Behind the Rise of Debit Cards
From ATMs to Bob Dole, why debit cards are more than a recession trend.
May 6, 2010 -- When Farah Patel needs to make a purchase, she often pulls out her MasterCard debit card, which deducts her purchases automatically from her bank account. The 30-year-old Greenwich, Conn. woman said she prefers it to her credit card.
"I don't want to pay for my gas with a credit card and know I'm going to be paying interest on gas," she said.
Patel is one of many debit card users who have helped MasterCard reach a new milestone. For the first time ever, the company said, U.S. debit card customers spent as much with their MasterCard debit cards -- $118 billion -- in the last fiscal quarter as they did with their credit cards. MasterCard and others say it's part of the ongoing trend of recession-weary consumers eschewing debt, and just spending the cash they have.
"It's a sign of the times," said Tim Murphy, group executive of core products at MasterCard. "Consumers are concerned about their financial future, even with some indications of some (economic) green shoots, people are spending sensibly, saving more and that, I think, is an important driver of debit spending."
Young people in particular, Murphy said, are seeing debit cards as "a spend management and budgeting tool."
But the use and growth of debit cards dates back long before the recent financial crisis: Visa introduced a branded debit card in 1975. Later, Visa's targeted investments into debit card technology and, more broadly, its work in building a national ATM network helped the card giant make a much bigger push into the debit card business in the mid-1990s.
"The opportunity and the launch of ATMs in the United States helped then to (extend) that convenience further of using a debit card to be able to then go to a retailer and make purchases," said Nikki Waters, Visa's senior business leader in global consumer products.
Visa also raised the profile of debit cards through major marketing campaigns, including a 1997 Super Bowl commercial featuring former Republican presidential nominee Bob Dole. Dole, fresh off his loss to Bill Clinton, appeared in an ad where he was asked to show identification when trying to use a check. The commercial said debit cards, unlike checks, don't require consumers to produce IDs at the register.
The Rise of the Debit Card
"The Dole commercials and that campaign really was reinforcing a couple of things -- this is safe, it's done and it has some features that make it better than a check," said Larry Woodard, the CEO of Graham Stanley Advertising and a veteran of financial services marketing.
Waters said that Visa's ads, even early on, also promoted the "control" benefit of debit cards -- that consumers, she said, "can watch their spend and manage their spend and manage their money the way they see fit."
Today, Visa is the market leader in debit card transactions, registering more than $320 billion in U.S. business in the first three months of 2010 -- more than twice as much as its closest rival, MasterCard, which introduced its first debit card product in 1988. Visa's U.S. debit card volume first exceeded its credit card volume in December, 2008.

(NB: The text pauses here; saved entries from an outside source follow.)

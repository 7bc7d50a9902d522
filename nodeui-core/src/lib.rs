// Node UI Core Library
// Node visuals, socket hit testing and the drag-to-connect gesture

pub mod color;
pub mod config;
pub mod geometry;
pub mod panel;
pub mod canvas;
pub mod gesture;
pub mod node_visual;
pub mod renderer;
pub mod scene;
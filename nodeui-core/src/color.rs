//! Colors and the node palette
//!
//! `NodeColor` is the serializable color used by configuration files and the
//! painting seam. It round-trips through hex strings so config files stay
//! readable, and converts to peniko for vello rendering.

use serde::{Deserialize, Serialize};
use std::fmt;
use std::str::FromStr;
use thiserror::Error;
use vello::peniko::Color;

/// Error produced when a hex color string cannot be parsed
#[derive(Debug, Clone, PartialEq, Eq, Error)]
pub enum ColorParseError {
    #[error("color `{0}` must start with '#'")]
    MissingHash(String),
    #[error("color `{0}` must have 3, 6 or 8 hex digits")]
    BadLength(String),
    #[error("color `{0}` contains a non-hex digit")]
    BadDigit(String),
}

/// RGBA color with 8 bits per channel
#[derive(Clone, Copy, Debug, PartialEq, Eq, Hash, Serialize, Deserialize)]
#[serde(try_from = "String", into = "String")]
pub struct NodeColor {
    pub r: u8,
    pub g: u8,
    pub b: u8,
    pub a: u8,
}

impl NodeColor {
    /// Create from RGB (opaque)
    pub const fn rgb(r: u8, g: u8, b: u8) -> Self {
        Self { r, g, b, a: 255 }
    }

    /// Create from RGBA
    pub const fn rgba(r: u8, g: u8, b: u8, a: u8) -> Self {
        Self { r, g, b, a }
    }

    /// Convert to peniko Color
    pub fn to_peniko(&self) -> Color {
        Color::from_rgba8(self.r, self.g, self.b, self.a)
    }

    /// Create from egui Color32
    pub fn from_egui(color: egui::Color32) -> Self {
        Self {
            r: color.r(),
            g: color.g(),
            b: color.b(),
            a: color.a(),
        }
    }
}

impl Default for NodeColor {
    fn default() -> Self {
        Self::rgb(0, 0, 0)
    }
}

impl fmt::Display for NodeColor {
    fn fmt(&self, f: &mut fmt::Formatter<'_>) -> fmt::Result {
        if self.a == 255 {
            write!(f, "#{:02x}{:02x}{:02x}", self.r, self.g, self.b)
        } else {
            write!(f, "#{:02x}{:02x}{:02x}{:02x}", self.r, self.g, self.b, self.a)
        }
    }
}

impl FromStr for NodeColor {
    type Err = ColorParseError;

    /// Parse `#rgb`, `#rrggbb` or `#rrggbbaa`
    fn from_str(value: &str) -> Result<Self, Self::Err> {
        let value = value.trim();
        let hex = value
            .strip_prefix('#')
            .ok_or_else(|| ColorParseError::MissingHash(value.to_string()))?;

        if !hex.chars().all(|c| c.is_ascii_hexdigit()) {
            return Err(ColorParseError::BadDigit(value.to_string()));
        }

        let channel = |digits: &str| {
            u8::from_str_radix(digits, 16).map_err(|_| ColorParseError::BadDigit(value.to_string()))
        };

        match hex.len() {
            3 => Ok(Self::rgb(
                channel(&hex[0..1].repeat(2))?,
                channel(&hex[1..2].repeat(2))?,
                channel(&hex[2..3].repeat(2))?,
            )),
            6 => Ok(Self::rgb(
                channel(&hex[0..2])?,
                channel(&hex[2..4])?,
                channel(&hex[4..6])?,
            )),
            8 => Ok(Self::rgba(
                channel(&hex[0..2])?,
                channel(&hex[2..4])?,
                channel(&hex[4..6])?,
                channel(&hex[6..8])?,
            )),
            _ => Err(ColorParseError::BadLength(value.to_string())),
        }
    }
}

impl TryFrom<String> for NodeColor {
    type Error = ColorParseError;

    fn try_from(value: String) -> Result<Self, Self::Error> {
        value.parse()
    }
}

impl From<NodeColor> for String {
    fn from(color: NodeColor) -> Self {
        color.to_string()
    }
}

/// Colors used to paint nodes and connection curves
#[derive(Clone, Debug, PartialEq, Eq, Serialize, Deserialize)]
#[serde(default)]
pub struct Palette {
    /// Outline stroke of a selected node
    pub highlight: NodeColor,
    /// Outline stroke of an unselected node
    pub base: NodeColor,
    /// Node body fill
    pub window: NodeColor,
    pub socket_fill: NodeColor,
    pub socket_outline: NodeColor,
    /// Stroke of the curve shown while dragging from a socket
    pub preview_stroke: NodeColor,
}

impl Default for Palette {
    fn default() -> Self {
        Self {
            highlight: NodeColor::rgb(0x5a, 0x9b, 0xe6),
            base: NodeColor::rgb(0x1e, 0x1e, 0x1e),
            window: NodeColor::rgb(0x32, 0x32, 0x32),
            socket_fill: NodeColor::rgb(0x80, 0x80, 0x80),
            socket_outline: NodeColor::rgb(0, 0, 0),
            preview_stroke: NodeColor::rgb(0xff, 0xff, 0xff),
        }
    }
}

impl Palette {
    /// Derive a palette from a host egui theme
    ///
    /// Socket colors and the preview stroke keep their defaults; only the
    /// theme-driven outline and body colors follow the host.
    pub fn from_visuals(visuals: &egui::Visuals) -> Self {
        Self {
            highlight: NodeColor::from_egui(visuals.selection.stroke.color),
            base: NodeColor::from_egui(visuals.widgets.noninteractive.bg_stroke.color),
            window: NodeColor::from_egui(visuals.window_fill),
            ..Self::default()
        }
    }
}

"Visa was an early mover and they built share in signature debit quicker than MasterCard, and they dominate today," said Thomas McCrohan, managing director of equity research at Janney Montgomery Scott LLC.
MasterCard, meanwhile, said it's also done significant work "to expand debit card acceptance" and that it's continuing to grow its debit business, including a recent deal with SunTrust bank to issue five million new MasterCard debit cards.
Banks like SunTrust, analysts say, have an incentive to issue debit cards because they're less risky than credit cards -- credit card defaults skyrocketed during the recession -- while providing a revenue source through interchange fees, the fees that banks charge merchants for every plastic transaction.
Debit card users, meanwhile, may continue to rely on their cards for reasons that extend beyond post-recession prudence. For one thing, the losses suffered by banks in their credit card portfolios and recent credit card reform rules have meant that credit cards today are much harder to get than debit cards, said Bill Hardekopf, CEO of the card comparison Web site LowCards.com.
"Some of it has been forced on the consumer," Hardekopf said, "Credit card issuers have cancelled a great number of accounts. They have cut the credit limits on millions and millions of credit card holders, so people can't charge as much as they used to, and credit card issuers have tightened their approval rate."
Debit Cards for Tough Times
And then there are the benefits of going cashless.
"It is just so much easier than consistently carrying around cash all the time," Patel said.
Whatever the motivation behind debit card growth, for credit card companies, it's been a bright spot at a time of shrinking U.S. credit card revenues.
"I'd prefer that they were both growing," Murphy said, "but I'll take one."